# WHAT IS REQUIRED
Give the number of lines in the data that contain "fired", and nothing more.

# DATA FOR THIS EXERCISE
//! Ordered-rule pattern matcher over a token slice.
//!
//! A [`Grammar`] is an ordered list of rules. Processing walks the input left
//! to right; at each position the first rule whose pattern matches wins and
//! its production turns the current context into the next one:
//!
//! ```text
//! loop until end of input:
//!     for rule in active rules (declaration order):
//!         match pattern at cursor ──► no  ──► next rule
//!                                 └─► yes ──► production(ctx, captures, used)
//!                                              Some(next) ─► ctx = next
//!                                              None       ─► ctx unchanged
//!                                              (tokens stay consumed)
//!     no rule matched ──► discard one token
//! ```
//!
//! Every step consumes at least one token: a match that consumes nothing (a
//! pattern made only of `optional(..)` elements that all came up empty) is
//! treated as no match. Processing a finite input therefore always ends.

use super::compiled_rules::{CompiledRules, RuleId};
use super::cursor::Cursor;
use super::trigger::TriggerInfo;
use crate::{Pattern, Rule, Spanned, Token, TokenType};

/// Decides whether a token satisfies a `Pattern::Token` element.
pub(crate) type Equality = fn(TokenType, &Token) -> bool;

pub(crate) fn same_type(expected: TokenType, token: &Token) -> bool {
    token.token_type() == expected
}

pub(crate) struct Grammar<C> {
    name: &'static str,
    rules: Vec<Rule<C>>,
    compiled: CompiledRules,
    equality: Equality,
}

impl<C> Grammar<C> {
    pub fn new(name: &'static str, rules: Vec<Rule<C>>) -> Self {
        Self::with_equality(name, rules, same_type)
    }

    pub fn with_equality(name: &'static str, rules: Vec<Rule<C>>, equality: Equality) -> Self {
        let compiled = CompiledRules::new(&rules);
        Grammar { name, rules, compiled, equality }
    }

    /// Run the grammar over `tokens`, threading `context` through every
    /// production that accepts its match.
    pub fn process(&self, context: C, tokens: &[Spanned]) -> C {
        self.process_with_trace(context, tokens).0
    }

    /// Like [`Grammar::process`], also returning the names of the rules whose
    /// production produced a new context.
    pub fn process_with_trace(&self, context: C, tokens: &[Spanned]) -> (C, Vec<&'static str>) {
        let trigger = TriggerInfo::scan(tokens, self.equality);
        let active = self.compiled.active(trigger.present);
        let mut cursor = Cursor::new(tokens);
        let mut context = context;
        let mut fired = Vec::new();

        while !cursor.at_eos() {
            match self.step(&context, &mut cursor, &active) {
                Step::Produced(next, name) => {
                    context = next;
                    fired.push(name);
                }
                Step::Rejected => {}
                Step::NoMatch => {
                    if let Some(skipped) = cursor.peek() {
                        tracing::trace!(grammar = self.name, token = %skipped.token.describe(), "discard");
                    }
                    cursor.discard();
                }
            }
        }
        (context, fired)
    }

    fn step<'t>(&self, context: &C, cursor: &mut Cursor<'t, Spanned>, active: &[RuleId]) -> Step<C> {
        for &id in active {
            let rule = &self.rules[id];
            let Some((captures, used)) = self.match_rule(rule, context, cursor) else {
                continue;
            };
            return match (rule.production)(context, &captures, used) {
                Some(next) => {
                    tracing::debug!(grammar = self.name, rule = rule.name, used, "rule matched");
                    Step::Produced(next, rule.name)
                }
                None => {
                    tracing::debug!(grammar = self.name, rule = rule.name, used, "rule matched, production declined");
                    Step::Rejected
                }
            };
        }
        Step::NoMatch
    }

    /// Try `rule` at the cursor. On success the cursor is left after the
    /// match; on failure it is where it started.
    fn match_rule<'t>(
        &self,
        rule: &Rule<C>,
        context: &C,
        cursor: &mut Cursor<'t, Spanned>,
    ) -> Option<(Vec<Option<&'t Spanned>>, usize)> {
        let start = cursor.items_used();
        let mut captures = Vec::with_capacity(rule.slots());
        cursor.mark();
        let matched = self.match_sequence(&rule.pattern, cursor, &mut captures)
            && cursor.items_used() > start
            && rule.guard.is_none_or(|guard| guard(context, &captures));
        if matched {
            cursor.commit();
            Some((captures, cursor.items_used() - start))
        } else {
            cursor.restore();
            None
        }
    }

    fn match_sequence<'t>(
        &self,
        elements: &[Pattern],
        cursor: &mut Cursor<'t, Spanned>,
        captures: &mut Vec<Option<&'t Spanned>>,
    ) -> bool {
        elements.iter().all(|element| self.match_element(element, cursor, captures))
    }

    fn match_element<'t>(
        &self,
        element: &Pattern,
        cursor: &mut Cursor<'t, Spanned>,
        captures: &mut Vec<Option<&'t Spanned>>,
    ) -> bool {
        match element {
            Pattern::Token(expected) => match cursor.peek() {
                Some(spanned) if (self.equality)(*expected, &spanned.token) => {
                    captures.push(Some(cursor.take()));
                    true
                }
                _ => false,
            },
            Pattern::Optional(inner) => {
                let filled = captures.len();
                cursor.mark();
                if self.match_sequence(inner, cursor, captures) {
                    cursor.commit();
                } else {
                    cursor.restore();
                    captures.truncate(filled);
                    captures.resize(filled + element.slots(), None);
                }
                true
            }
            Pattern::Choose(alternatives) => {
                let filled = captures.len();
                for alternative in alternatives {
                    cursor.mark();
                    if self.match_element(alternative, cursor, captures) {
                        cursor.commit();
                        captures.resize(filled + element.slots(), None);
                        return true;
                    }
                    cursor.restore();
                    captures.truncate(filled);
                }
                false
            }
        }
    }
}

enum Step<C> {
    Produced(C, &'static str),
    Rejected,
    NoMatch,
}

#[cfg(test)]
mod tests {
    use super::*;
    use crate::{Captures, Span};

    fn spanned(tokens: Vec<Token>) -> Vec<Spanned> {
        tokens.into_iter().enumerate().map(|(i, t)| Spanned::new(t, Span::new(i, 1))).collect()
    }

    /// Records `rule:used:captured-slot-count` per fired rule.
    type Log = Vec<String>;

    fn record(name: &str, log: &Log, captures: &Captures<'_>, used: usize) -> Option<Log> {
        let mut log = log.clone();
        let filled = captures.iter().filter(|c| c.is_some()).count();
        log.push(format!("{name}:{used}:{filled}/{}", captures.len()));
        Some(log)
    }

    fn remove(log: &Log, captures: &Captures<'_>, used: usize) -> Option<Log> {
        record("remove", log, captures, used)
    }

    fn add(log: &Log, captures: &Captures<'_>, used: usize) -> Option<Log> {
        record("add", log, captures, used)
    }

    fn decline(_: &Log, _: &Captures<'_>, _: usize) -> Option<Log> {
        None
    }

    fn grammar() -> Grammar<Log> {
        Grammar::new(
            "test",
            vec![
                rule! {
                    name: "remove",
                    pattern: [optional!(tok!(Prologue)), tok!(RemoveItem), choose!(tok!(Entity), tok!(Option))],
                    prod: remove,
                },
                rule! { name: "add", pattern: [optional!(tok!(AddToOrder)), tok!(Entity)], prod: add },
                rule! { name: "empty", pattern: [optional!(tok!(Conjunction))], prod: decline },
            ],
        )
    }

    #[test]
    fn first_matching_rule_wins_and_optionals_capture_none() {
        let tokens = spanned(vec![
            Token::RemoveItem,
            Token::Option { id: 1, name: "milk".into() },
            Token::AddToOrder,
            Token::Entity { pid: 2, name: "cone".into() },
        ]);
        let log = grammar().process(Vec::new(), &tokens);
        assert_eq!(log, vec!["remove:2:2/3", "add:2:2/2"]);
    }

    #[test]
    fn unmatched_tokens_are_discarded_one_at_a_time() {
        let tokens = spanned(vec![
            Token::Preposition,
            Token::Unknown { text: "um".into() },
            Token::Entity { pid: 2, name: "cone".into() },
        ]);
        let (log, fired) = grammar().process_with_trace(Vec::new(), &tokens);
        assert_eq!(log, vec!["add:1:1/2"]);
        assert_eq!(fired, vec!["add"]);
    }

    #[test]
    fn declined_production_still_consumes_and_empty_match_is_no_match() {
        let g = Grammar::new(
            "decline",
            vec![
                rule! { name: "eat", pattern: [tok!(Conjunction), tok!(Entity)], prod: decline },
                rule! { name: "add", pattern: [tok!(Entity)], prod: add },
                rule! { name: "empty", pattern: [optional!(tok!(Prologue))], prod: add },
            ],
        );
        let tokens = spanned(vec![
            Token::Conjunction,
            Token::Entity { pid: 2, name: "cone".into() },
            Token::Unit { id: 1, name: "pump".into() },
        ]);
        assert!(g.process(Vec::new(), &tokens).is_empty());
    }

    #[test]
    fn guard_failure_falls_through_to_next_rule() {
        fn never(_: &Log, _: &Captures<'_>) -> bool {
            false
        }
        let g = Grammar::new(
            "guarded",
            vec![
                rule! { name: "guarded", pattern: [tok!(Entity)], when: never, prod: remove },
                rule! { name: "add", pattern: [tok!(Entity)], prod: add },
            ],
        );
        let tokens = spanned(vec![Token::Entity { pid: 2, name: "cone".into() }]);
        assert_eq!(g.process(Vec::new(), &tokens), vec!["add:1:1/1"]);
    }
}
use super::Context;
use super::helpers::{best_segmentation, markers, parts, replace, targets, tokens_in, without_option};
use crate::engine::{resolve_option_targets, resolve_targets};
use crate::world::{ItemInstance, State};
use crate::{Captures, HypotheticalItem, Interpretation, Rule, Spanned, Uid};

type Ctx<'a> = Context<'a>;

pub(super) fn rules<'a>() -> Vec<Rule<Ctx<'a>>> {
    vec![rule_remove_items(), rule_remove_option_from_target(), rule_remove_option_implicit()]
}

/// "cancel the chocolate cone and the latte"
fn rule_remove_items<'a>() -> Rule<Ctx<'a>> {
    rule! {
        name: "remove: items",
        pattern: [
            optional!(tok!(Prologue)),
            tok!(RemoveItem),
            choose!(tok!(ProductParts1), tok!(ProductPartsN)),
        ],
        prod: remove_items,
    }
}

/// "take the milk off the latte", read as "take off milk from latte"
fn rule_remove_option_from_target<'a>() -> Rule<Ctx<'a>> {
    rule! {
        name: "remove: option from target",
        pattern: [
            optional!(tok!(Prologue)),
            tok!(RemoveItem),
            tok!(ProductParts0),
            tok!(Preposition),
            tok!(ProductParts1),
        ],
        prod: remove_option_from_target,
    }
}

/// "no whipped cream"
fn rule_remove_option_implicit<'a>() -> Rule<Ctx<'a>> {
    rule! {
        name: "remove: option, most recent item",
        pattern: [optional!(tok!(Prologue)), tok!(RemoveItem), tok!(ProductParts0)],
        prod: remove_option_implicit,
    }
}

fn remove_items<'a>(ctx: &Ctx<'a>, captures: &Captures<'_>, _: usize) -> Option<Ctx<'a>> {
    let tokens = parts(captures[2])?;
    let cart = &ctx.state.cart;
    let (uids, score) = best_segmentation(tokens, |segments| {
        let mut uids: Vec<Uid> = Vec::new();
        let mut score = 0;
        for segment in segments {
            let found = resolve_targets(ctx.services, cart, segment.span());
            let fresh = found.into_iter().find(|h| h.item.as_ref().is_some_and(|i| !uids.contains(&i.uid)));
            if let Some(HypotheticalItem { item: Some(item), score: s, .. }) = fresh {
                uids.push(item.uid);
                score += s;
            }
        }
        (!uids.is_empty()).then_some((uids, score))
    })?;
    let interpretation = Interpretation::new(markers(captures) + score, tokens_in(captures), move |state: &State| {
        State::with_cart(uids.iter().fold(state.cart.clone(), |cart, uid| cart.remove(*uid)))
    });
    Some(ctx.apply(interpretation))
}

/// Remove the option named by `words` from `parent`, if it has one.
fn remove_from<'a>(
    ctx: &Ctx<'a>,
    parent: &ItemInstance,
    words: &Spanned,
    score: usize,
    token_count: usize,
) -> Option<Ctx<'a>> {
    let option = resolve_option_targets(ctx.services, parent, words.span).into_iter().next()?;
    let child = option.item?;
    let updated = without_option(ctx.world(), parent, &child);
    Some(ctx.apply(replace(updated, score + option.score, token_count)))
}

fn remove_option_from_target<'a>(ctx: &Ctx<'a>, captures: &Captures<'_>, _: usize) -> Option<Ctx<'a>> {
    let words = captures[2]?;
    targets(ctx, captures[4]).iter().find_map(|target| {
        let parent = target.item.as_ref()?;
        remove_from(ctx, parent, words, markers(captures) + target.score, tokens_in(captures))
    })
}

fn remove_option_implicit<'a>(ctx: &Ctx<'a>, captures: &Captures<'_>, _: usize) -> Option<Ctx<'a>> {
    let words = captures[2]?;
    ctx.state
        .cart
        .items
        .iter()
        .rev()
        .find_map(|parent| remove_from(ctx, parent, words, markers(captures), tokens_in(captures)))
}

# EXERCISE RESULT
6